Ormsby opened the scoring within 7 minutes after a little spell of pressure on the Leeds line. On the last tackle, Wire shaped up looking for all the world for the trade mark kick to the corner for Joel Monaghan, but Higham fooled everyone in the ground and went down the blindside to find Ben Currie, whose neat grubber was touched down by the Top Bun-sporting winger.

Currie was then outdone by fellow backrower Ben Harrison, who backed up a brilliant break from Myler-Skelton on the last tackle and put an inch perfect kick to the corner for Joel Monaghan to dive on and extend Warrington’s lead.

The joy on the western terrace was matched by a sense of disbelief at what we had just witnessed.

If that try was unbelievable, the next one was unbelievably easy. Gifted good field position by errors and penalties, Wire were piling pressure on the Leeds line again and seemed to shape for a backline spread, but again Higham fooled the defence and found Ashton Sims with a short flat ball from dummy half, allowing the big prop dive over untouched while the Leeds defenders stood flatfooted.

Higham booted a thunderous 40/20 from the very next set to punctuate a fine individual performance, but Leeds held firm in the face of the now constant Warrington pressure and we wouldn’t trouble the scoreboard again until the second half.

Just before half-time, Leeds pulled a try back when a sublime backline spread was finished off by Latchford Albion product Kalum Watkins. It was the Rhinos’ best bit of rugby all evening and they would’ve scored that try against anyone in the world such was the accuracy of the passing and the intensity of their runners.

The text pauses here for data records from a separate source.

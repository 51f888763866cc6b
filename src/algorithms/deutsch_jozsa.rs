//! Deutsch–Jozsa: decide whether a black-box function is constant or
//! balanced with one oracle query.
//!
//! Qubit 0 is the oracle's target; qubits `1..bits` hold the function input.

use std::fmt;

use rand::Rng;
use serde::{Deserialize, Serialize};
use tracing::{debug, info};

use super::{AlgorithmError, Result, hadamard_each};
use crate::error::QuantumError;
use crate::operator::{Operator, Strategy};
use crate::register::Register;

/// Black-box functions the oracle can hide.
#[derive(Debug, Clone, Copy, PartialEq, Eq, Serialize, Deserialize)]
#[serde(rename_all = "snake_case")]
pub enum OracleKind {
    /// `f(x) = 0`.
    ConstantZero,
    /// `f(x) = 1`.
    ConstantOne,
    /// `f(x) = 1` for the upper half of the input domain.
    BalancedMidpoint,
    /// `f(x) = 1` for even `x`.
    BalancedParity,
}

impl OracleKind {
    pub fn is_constant(self) -> bool {
        matches!(self, OracleKind::ConstantZero | OracleKind::ConstantOne)
    }
}

/// `|x, t⟩ → |x, t ⊕ f(x)⟩` with the target in qubit 0.
#[derive(Debug, Clone, Copy, PartialEq, Eq)]
pub struct DeutschJozsaOracle {
    bits: usize,
    kind: OracleKind,
}

impl DeutschJozsaOracle {
    pub fn new(bits: usize, kind: OracleKind) -> Self {
        DeutschJozsaOracle { bits, kind }
    }

    pub fn kind(&self) -> OracleKind {
        self.kind
    }

    /// Classical evaluation of the hidden function on input `x`.
    pub fn evaluate(&self, x: usize) -> usize {
        match self.kind {
            OracleKind::ConstantZero => 0,
            OracleKind::ConstantOne => 1,
            OracleKind::BalancedMidpoint => usize::from(x >= 1 << self.bits.saturating_sub(2)),
            OracleKind::BalancedParity => usize::from(x % 2 == 0),
        }
    }
}

impl Operator for DeutschJozsaOracle {
    fn apply(&self, register: &Register) -> crate::error::Result<Register> {
        if register.bit_count() != self.bits {
            return Err(QuantumError::length_mismatch(
                1 << self.bits,
                register.base_count(),
            ));
        }
        let mut out = register.amplitudes().clone();
        let amps = out.as_slice_mut();
        for i in (0..amps.len()).step_by(2) {
            if self.evaluate(i / 2) == 1 {
                amps.swap(i, i + 1);
            }
        }
        Register::from_prior(register, out)
    }
}

/// The measured input register. Zero means the function is constant.
#[derive(Debug, Clone, Copy, PartialEq, Eq, Serialize, Deserialize)]
pub struct DeutschJozsaOutcome {
    pub measurement: usize,
}

impl DeutschJozsaOutcome {
    pub fn is_constant(&self) -> bool {
        self.measurement == 0
    }
}

impl fmt::Display for DeutschJozsaOutcome {
    fn fmt(&self, f: &mut fmt::Formatter<'_>) -> fmt::Result {
        let verdict = if self.is_constant() { "constant" } else { "balanced" };
        write!(f, "The function is {}! Measurement: {}", verdict, self.measurement)
    }
}

/// Driver for a `bits`-qubit instance (one target plus `bits - 1` inputs).
#[derive(Debug, Clone)]
pub struct DeutschJozsa {
    oracle: DeutschJozsaOracle,
    strategy: Strategy,
}

impl DeutschJozsa {
    /// # Errors
    /// [`AlgorithmError::InvalidInput`] if `bits < 2`.
    pub fn new(bits: usize, kind: OracleKind) -> Result<Self> {
        if bits < 2 {
            return Err(AlgorithmError::invalid_input(format!(
                "Deutsch-Jozsa needs at least 2 qubits, got {bits}"
            )));
        }
        Ok(DeutschJozsa {
            oracle: DeutschJozsaOracle::new(bits, kind),
            strategy: Strategy::Bit,
        })
    }

    /// Strategy for the Hadamard layers.
    pub fn with_strategy(mut self, strategy: Strategy) -> Self {
        self.strategy = strategy;
        self
    }

    pub fn oracle(&self) -> &DeutschJozsaOracle {
        &self.oracle
    }

    pub fn run(&self, rng: &mut impl Rng) -> Result<DeutschJozsaOutcome> {
        let bits = self.oracle.bits;
        let register = Register::with_value(bits, 1)?;
        let register = hadamard_each(&register, 0..bits, self.strategy)?;
        let register = self.oracle.apply(&register)?;
        let mut register = hadamard_each(&register, 1..bits, self.strategy)?;
        debug!(bits, kind = ?self.oracle.kind, "oracle applied");

        let measurement = register.measure_range(1, bits - 1, rng)?;
        let outcome = DeutschJozsaOutcome { measurement };
        info!(%outcome, "Deutsch-Jozsa finished");
        Ok(outcome)
    }
}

The general consensus during the break was that, if anything, we could’ve done with scoring again when we were camped in Leeds’ half and the threat posed by the Loiners across the field left a few feeling uneasy. They would no doubt have their proverbial tails up now and the one thing Leeds always seem to have is the ability to run away with games in the second half.

We needn’t have worried in the end, because, like in the reverse fixture at the HJ, Wire’s defence was on fire, but this time it was matched by a slick, confident attack.

Daryl Clark, introduced off the bench, had easily his best game in a Primrose and Blue jersey so far. Our pack was on top of the Leeds’ forwards, so we were making good yards and getting quick play the balls, allowing the former Cas hooker to jump out of dummy half and trouble the Leeds defence.

On one such occasion, Clark broke from dummy half and release a great offload to the supporting Ratchford who in turn found Ben Currie who touched down under the sticks in front of a joyous away end.

It must be noted that it was Roy Asotasi who won the floor to get the quick play the ball to allow Clark the opportunity to dart from dummy half and it was the Kiwi who was next over the try line in one of the greatest moments in the history of Warrington RLFC.

Much maligned during his first season in the Super League, Asotasi has actually been solid this year but it hasn’t fully silenced the boo-boys or the ironic cheers at every hit up. It has, however, turned him into a bit of a cult hero and the split between those taking the piss out of him and those who genuinely want him to do well (mainly to silence some of the half-wits that follow us) is probably about even.

Whatever the individual’s reasons, when Big Roy was on hand to collect Gene Ormsby’s offload and dive over it sparked scenes in the away end reminiscent of the ones from 2006 in the same stand. It was a bit of a nothing play in honesty and credit must go to Ormsby for cutting back inside and making a half-break through sheer Kevin Penny-esque determination.

Roy Asotasi, he scores when he wants.

There was till half an hour of football left to be played the dust settled on the jubilation. The riots promised when Roy scores didn’t fully materialise, but we who were there will forever be able to say that we were in attendance when Roy Asotasi scored against Leeds. 

Like those at Odsal for the cup final replay of 54, or those in Perpignan in 2008, we are now part of a very unique club. We should have annual reunions and t-shirts printed.

Anyway, as the clock ticked down, they had a spell of pressure but could only manage a consolation try from Mitch Achurch for their endeavours, but a Ratchford penalty and a Dec Patton drop goal put the game well beyond Leeds.